The Importance of Black Women’s Friendships
The freedom to be themselves and to be understood is the theme that runs throughout this short video in which young women explain just why their black women friends are so important to them.
Going The Distance With An Old Friend
This will be the best seven minutes you spend all day. Click play for the story about Mimi and Brownie who met in the South Pacific during World War II and endured for 74 years. Wait for the end and the moment when Mimi looks into the camera with a little tear in her 104-year-old eye and says, “C’est la goddamned vie.”
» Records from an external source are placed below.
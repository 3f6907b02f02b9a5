//! Append-only log of timer intervals.

use std::collections::HashSet;

use chrono::{DateTime, Days, Local, NaiveDate, Utc};
use uuid::Uuid;

use crate::models::{DailyStat, SessionId, SessionRecord, TimerMode, TimerSession};

/// Longest window, in days, that daily stats are computed over.
pub const MAX_STATS_DAYS: u32 = 365;

#[derive(Debug, Clone, Default, PartialEq)]
pub struct SessionLog {
    sessions: Vec<TimerSession>,
}

impl SessionLog {
    pub fn new() -> Self {
        Self::default()
    }

    /// Appends a record under a fresh id. No deduplication is done here.
    pub fn add_session(&mut self, record: SessionRecord) -> SessionId {
        let id = Uuid::new_v4();
        self.sessions.push(TimerSession {
            id,
            mode: record.mode,
            task_id: record.task_id,
            started_at: record.started_at,
            completed_at: record.completed_at,
            duration_seconds: record.duration_seconds,
            was_completed: record.was_completed,
        });
        id
    }

    pub fn sessions(&self) -> &[TimerSession] {
        &self.sessions
    }

    pub fn len(&self) -> usize {
        self.sessions.len()
    }

    pub fn is_empty(&self) -> bool {
        self.sessions.is_empty()
    }

    /// Sessions whose start lies within `[start, end]`, inclusive.
    pub fn sessions_in_range(
        &self,
        start: DateTime<Utc>,
        end: DateTime<Utc>,
    ) -> Vec<&TimerSession> {
        self.sessions
            .iter()
            .filter(|s| s.started_at >= start && s.started_at <= end)
            .collect()
    }

    /// Work totals for each of the last `days` local calendar days ending at
    /// `today`, oldest first. Only completed work sessions count. The window
    /// is capped at [`MAX_STATS_DAYS`].
    pub fn daily_stats(&self, days: u32, today: NaiveDate) -> Vec<DailyStat> {
        (0..days.min(MAX_STATS_DAYS))
            .rev()
            .filter_map(|offset| today.checked_sub_days(Days::new(u64::from(offset))))
            .map(|date| self.stat_for(date))
            .collect()
    }

    pub fn clear(&mut self) {
        self.sessions.clear();
    }

    fn stat_for(&self, date: NaiveDate) -> DailyStat {
        let mut stat = DailyStat::new(date);
        let mut seconds: u64 = 0;
        let mut task_ids = HashSet::new();

        for session in self.completed_work_sessions() {
            if session.started_at.with_timezone(&Local).date_naive() != date {
                continue;
            }
            stat.completed_pomodoros += 1;
            seconds += u64::from(session.duration_seconds);
            if let Some(task_id) = session.task_id {
                task_ids.insert(task_id);
            }
        }

        stat.total_work_minutes = round_minutes(seconds);
        stat.tasks_completed = task_ids.len() as u32;
        stat
    }

    pub(crate) fn completed_work_sessions(&self) -> impl Iterator<Item = &TimerSession> {
        self.sessions
            .iter()
            .filter(|s| s.was_completed && s.mode == TimerMode::Work)
    }
}

/// Seconds to whole minutes, rounding half up.
pub(crate) fn round_minutes(seconds: u64) -> u32 {
    ((seconds + 30) / 60) as u32
}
That’s it for this week. All books mentioned in this issue are available from the Spark Community Recommendations page on Bookshop.org where every sale helps local bookstores and will, eventually, help us to raise money for literacy programs. In fact, if you have friends who have not heard of or are thinking about buying a book, send them over to our page to browse. And let me know what you are reading so we can expand our list! To comment, you may have to register first so to do that, just hit the subscribe button below and follow instructions and you’re good to go.
Gratefully yours,
Betsy (Don’t forget to vote!)
P.S. And now, your moment of Zen…This week’s comes from David Abrams who provided a great little story to go with it:
Here is a recent Zen Moment from a hike we took in Trout Creek Canyon near Helena, Montana last week. My wife Jean, my daughter Kylie, and my six-month-old grandson Ludo went about two miles into this breathtaking wilderness which snakes along the course of a stream bed sunk deep between soaring limestone cliffs. As I wrote on Instagram, "Have you ever been on a hike so beautiful it nearly made you cry?" I have hiked all over this broad country of ours and this is the first walk in the woods which made my nose sting with tears. The best part about this hike is how it took Jean and I by surprise. We've lived in Helena for 10 months (and in Butte, 70 miles to the south, for 11 years), but we had no idea this Shangri-La even existed. How often do we go about our lives, never realizing such stunning beauty waits for us (literally around the corner in this case)?